▶ [THE PROBLEM] In how many lines of the records does the string "configuration" appear? State only the number.

▶ [RECORDS FOR THE TASK]
//! # Core Infrastructure Module
//!
//! Building blocks shared by the frame-delivery and display contexts: scratch
//! buffers, the output image type, the latest-frame holder and diagnostics.

pub mod diagnostics;
pub mod latest_frame;
pub mod output_image;
pub mod scratch;
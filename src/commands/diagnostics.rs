use crate::config::Settings;
use crate::services::diagnostics::{self, Status};
use crate::utils::exec::CommandExecutor;
use anyhow::Result;

/// Handle diagnostics command; exits non-zero when any check failed
pub fn handle_diagnostics(exec: &dyn CommandExecutor, settings: &Settings, log_lines: usize) -> Result<()> {
    let report = diagnostics::run(exec, settings, log_lines);
    report.print();

    if report.has_failures() {
        anyhow::bail!("{} diagnostic check(s) failed", report.count(Status::Fail));
    }
    Ok(())
}
use crate::config::{LoadedConfig, Settings};
use crate::services::install::{self, InstallOptions};
use crate::utils::exec::CommandExecutor;
use anyhow::Result;

/// Handle install command
pub fn handle_install(
    exec: &dyn CommandExecutor,
    loaded: &mut LoadedConfig,
    skip_packages: bool,
    skip_test: bool,
) -> Result<()> {
    let opts = InstallOptions {
        skip_packages,
        skip_test,
    };
    install::install(exec, loaded, &opts)
}

/// Handle fix command
pub fn handle_fix(exec: &dyn CommandExecutor, settings: &Settings, skip_test: bool) -> Result<()> {
    let opts = InstallOptions {
        skip_packages: true,
        skip_test,
    };
    install::fix(exec, settings, &opts)
}
//! Settings resolution
//!
//! Precedence, lowest to highest: built-in defaults, the TOML settings file,
//! environment variables (a `.env` in the working directory is loaded first),
//! command-line flags applied by the individual commands.

pub mod config_manager;

use anyhow::{Context, Result};
use serde::{Deserialize, Serialize};
use std::path::{Path, PathBuf};

#[derive(Debug, Clone, PartialEq, Serialize, Deserialize)]
#[serde(default)]
pub struct DatabaseSettings {
    pub host: String,
    pub port: u16,
    pub name: String,
    pub user: String,
    #[serde(skip_serializing_if = "Option::is_none")]
    pub password: Option<String>,
}

impl Default for DatabaseSettings {
    fn default() -> Self {
        Self {
            host: "localhost".to_string(),
            port: 5432,
            name: "radius".to_string(),
            user: "radius".to_string(),
            password: None,
        }
    }
}

#[derive(Debug, Clone, PartialEq, Serialize, Deserialize)]
#[serde(default)]
pub struct RadiusSettings {
    /// FreeRADIUS configuration directory; discovered when unset
    #[serde(skip_serializing_if = "Option::is_none")]
    pub config_dir: Option<PathBuf>,
    pub service: String,
    /// Shared secret of the localhost client
    pub secret: String,
    pub test_user: String,
    pub test_password: String,
    /// FreeRADIUS daemon log
    pub daemon_log: PathBuf,
}

impl Default for RadiusSettings {
    fn default() -> Self {
        Self {
            config_dir: None,
            service: "freeradius".to_string(),
            secret: "testing123".to_string(),
            test_user: "testuser".to_string(),
            test_password: "testpass".to_string(),
            daemon_log: PathBuf::from("/var/log/freeradius/radius.log"),
        }
    }
}

#[derive(Debug, Clone, PartialEq, Serialize, Deserialize)]
#[serde(default)]
pub struct OpenVpnSettings {
    pub nas_ip: String,
    #[serde(skip_serializing_if = "Option::is_none")]
    pub nas_secret: Option<String>,
    pub nas_identifier: String,
    pub server_conf: PathBuf,
    pub plugin_config: PathBuf,
    pub plugin_path: PathBuf,
    pub service: String,
}

impl Default for OpenVpnSettings {
    fn default() -> Self {
        Self {
            nas_ip: "127.0.0.1".to_string(),
            nas_secret: None,
            nas_identifier: "openvpn".to_string(),
            server_conf: PathBuf::from("/etc/openvpn/server/server.conf"),
            plugin_config: PathBuf::from("/etc/openvpn/radiusplugin.cnf"),
            plugin_path: PathBuf::from("/usr/lib/openvpn/radiusplugin.so"),
            service: "openvpn-server@server".to_string(),
        }
    }
}

#[derive(Debug, Clone, PartialEq, Serialize, Deserialize)]
#[serde(default)]
pub struct Settings {
    pub database: DatabaseSettings,
    pub radius: RadiusSettings,
    pub openvpn: OpenVpnSettings,
    pub backup_dir: PathBuf,
    /// Operation log written by radctl
    pub log_file: PathBuf,
}

impl Default for Settings {
    fn default() -> Self {
        Self {
            database: DatabaseSettings::default(),
            radius: RadiusSettings::default(),
            openvpn: OpenVpnSettings::default(),
            backup_dir: PathBuf::from("/var/backups/radius"),
            log_file: PathBuf::from("/var/log/radius/radius.log"),
        }
    }
}

impl Settings {
    /// Overlay environment variables using `lookup` (std::env::var in production)
    pub fn apply_env<F>(&mut self, lookup: F) -> Result<()>
    where
        F: Fn(&str) -> Option<String>,
    {
        let get = |key: &str| lookup(key).filter(|v| !v.trim().is_empty());

        if let Some(v) = get("RADIUS_DB_HOST") {
            self.database.host = v;
        }
        if let Some(v) = get("RADIUS_DB_PORT") {
            self.database.port = v
                .trim()
                .parse()
                .with_context(|| format!("Invalid RADIUS_DB_PORT: {}", v))?;
        }
        if let Some(v) = get("RADIUS_DB_NAME") {
            self.database.name = v;
        }
        if let Some(v) = get("RADIUS_DB_USER") {
            self.database.user = v;
        }
        if let Some(v) = get("RADIUS_DB_PASSWORD") {
            self.database.password = Some(v);
        }
        if let Some(v) = get("RADIUS_SECRET") {
            self.radius.secret = v;
        }
        if let Some(v) = get("RADIUS_CONFIG_DIR") {
            self.radius.config_dir = Some(PathBuf::from(v));
        }
        if let Some(v) = get("RADIUS_SERVICE") {
            self.radius.service = v;
        }
        if let Some(v) = get("RADIUS_TEST_USER") {
            self.radius.test_user = v;
        }
        if let Some(v) = get("RADIUS_TEST_PASSWORD") {
            self.radius.test_password = v;
        }
        if let Some(v) = get("RADIUS_BACKUP_DIR") {
            self.backup_dir = PathBuf::from(v);
        }
        if let Some(v) = get("RADIUS_LOG_FILE") {
            self.log_file = PathBuf::from(v);
        }
        if let Some(v) = get("OPENVPN_NAS_IP") {
            self.openvpn.nas_ip = v;
        }
        if let Some(v) = get("OPENVPN_NAS_SECRET") {
            self.openvpn.nas_secret = Some(v);
        }
        if let Some(v) = get("OPENVPN_NAS_IDENTIFIER") {
            self.openvpn.nas_identifier = v;
        }
        if let Some(v) = get("OPENVPN_SERVER_CONF") {
            self.openvpn.server_conf = PathBuf::from(v);
        }
        if let Some(v) = get("OPENVPN_PLUGIN_CONFIG") {
            self.openvpn.plugin_config = PathBuf::from(v);
        }
        if let Some(v) = get("OPENVPN_PLUGIN_PATH") {
            self.openvpn.plugin_path = PathBuf::from(v);
        }
        Ok(())
    }
}

/// Settings plus the file they were (or will be) persisted to
#[derive(Debug, Clone)]
pub struct LoadedConfig {
    pub settings: Settings,
    pub path: PathBuf,
}

impl LoadedConfig {
    /// Record the database password in the settings file only, so values
    /// that came from the environment are not written back
    pub fn persist_database_password(&mut self, password: &str) -> Result<()> {
        let mut on_disk = config_manager::load_settings_file(&self.path)?;
        on_disk.database.password = Some(password.to_string());
        config_manager::save_settings_file(&self.path, &on_disk)?;
        self.settings.database.password = Some(password.to_string());
        Ok(())
    }
}

/// Load `.env`, the settings file, and the environment
pub fn load_config(explicit: Option<&Path>) -> Result<LoadedConfig> {
    // A missing .env is normal
    let _ = dotenv::dotenv();

    let path = config_manager::get_config_file_path(explicit)?;
    let mut settings = config_manager::load_settings_file(&path)?;
    settings.apply_env(|key| std::env::var(key).ok())?;

    tracing::debug!(path = %path.display(), "settings loaded");
    Ok(LoadedConfig { settings, path })
}

/// Example `.env` listing every recognised variable
pub const EXAMPLE_ENV: &str = r#"# radctl configuration
# Copy to .env in the directory you run radctl from, or export the variables.

# PostgreSQL
RADIUS_DB_HOST=localhost
RADIUS_DB_PORT=5432
RADIUS_DB_NAME=radius
RADIUS_DB_USER=radius
# RADIUS_DB_PASSWORD=  (generated by `radctl install` when unset)

# FreeRADIUS
# RADIUS_CONFIG_DIR=/etc/freeradius/3.0
RADIUS_SERVICE=freeradius
RADIUS_SECRET=testing123
RADIUS_TEST_USER=testuser
RADIUS_TEST_PASSWORD=testpass

# radctl
RADIUS_BACKUP_DIR=/var/backups/radius
RADIUS_LOG_FILE=/var/log/radius/radius.log

# OpenVPN integration
OPENVPN_NAS_IP=127.0.0.1
# OPENVPN_NAS_SECRET=  (generated when unset)
OPENVPN_NAS_IDENTIFIER=openvpn
OPENVPN_SERVER_CONF=/etc/openvpn/server/server.conf
OPENVPN_PLUGIN_CONFIG=/etc/openvpn/radiusplugin.cnf
OPENVPN_PLUGIN_PATH=/usr/lib/openvpn/radiusplugin.so
"#;

#[cfg(test)]
mod tests {
    use super::*;
    use std::collections::HashMap;

    fn env(pairs: &[(&str, &str)]) -> HashMap<String, String> {
        pairs
            .iter()
            .map(|(k, v)| (k.to_string(), v.to_string()))
            .collect()
    }

    #[test]
    fn test_env_overrides_defaults() {
        let vars = env(&[
            ("RADIUS_DB_HOST", "db.internal"),
            ("RADIUS_DB_PORT", "6543"),
            ("RADIUS_DB_PASSWORD", "pw"),
            ("RADIUS_CONFIG_DIR", "/etc/raddb"),
            ("OPENVPN_NAS_SECRET", "vpnsecret"),
        ]);
        let mut settings = Settings::default();
        settings.apply_env(|k| vars.get(k).cloned()).unwrap();

        assert_eq!(settings.database.host, "db.internal");
        assert_eq!(settings.database.port, 6543);
        assert_eq!(settings.database.password.as_deref(), Some("pw"));
        assert_eq!(settings.radius.config_dir, Some(PathBuf::from("/etc/raddb")));
        assert_eq!(settings.openvpn.nas_secret.as_deref(), Some("vpnsecret"));
        assert_eq!(settings.database.name, "radius");
    }

    #[test]
    fn test_env_overrides_file_values() {
        let mut settings: Settings = toml::from_str("[database]\nuser = \"fromfile\"\n").unwrap();
        let vars = env(&[("RADIUS_DB_USER", "fromenv")]);
        settings.apply_env(|k| vars.get(k).cloned()).unwrap();
        assert_eq!(settings.database.user, "fromenv");
    }

    #[test]
    fn test_empty_env_values_are_ignored() {
        let vars = env(&[("RADIUS_SECRET", "  ")]);
        let mut settings = Settings::default();
        settings.apply_env(|k| vars.get(k).cloned()).unwrap();
        assert_eq!(settings.radius.secret, "testing123");
    }

    #[test]
    fn test_invalid_port_is_an_error() {
        let vars = env(&[("RADIUS_DB_PORT", "abc")]);
        let mut settings = Settings::default();
        assert!(settings.apply_env(|k| vars.get(k).cloned()).is_err());
    }

    #[test]
    fn test_persist_password_keeps_file_values_only() {
        let dir = tempfile::tempdir().unwrap();
        let path = dir.path().join("config.toml");
        std::fs::write(&path, "[database]\nhost = \"filehost\"\n").unwrap();

        let mut settings = config_manager::load_settings_file(&path).unwrap();
        settings.database.user = "from-env".to_string();
        let mut loaded = LoadedConfig {
            settings,
            path: path.clone(),
        };
        loaded.persist_database_password("generated").unwrap();

        let on_disk = config_manager::load_settings_file(&path).unwrap();
        assert_eq!(on_disk.database.password.as_deref(), Some("generated"));
        assert_eq!(on_disk.database.host, "filehost");
        assert_eq!(on_disk.database.user, "radius");
        assert_eq!(loaded.settings.database.password.as_deref(), Some("generated"));
    }
}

▶ [SOLUTION] 2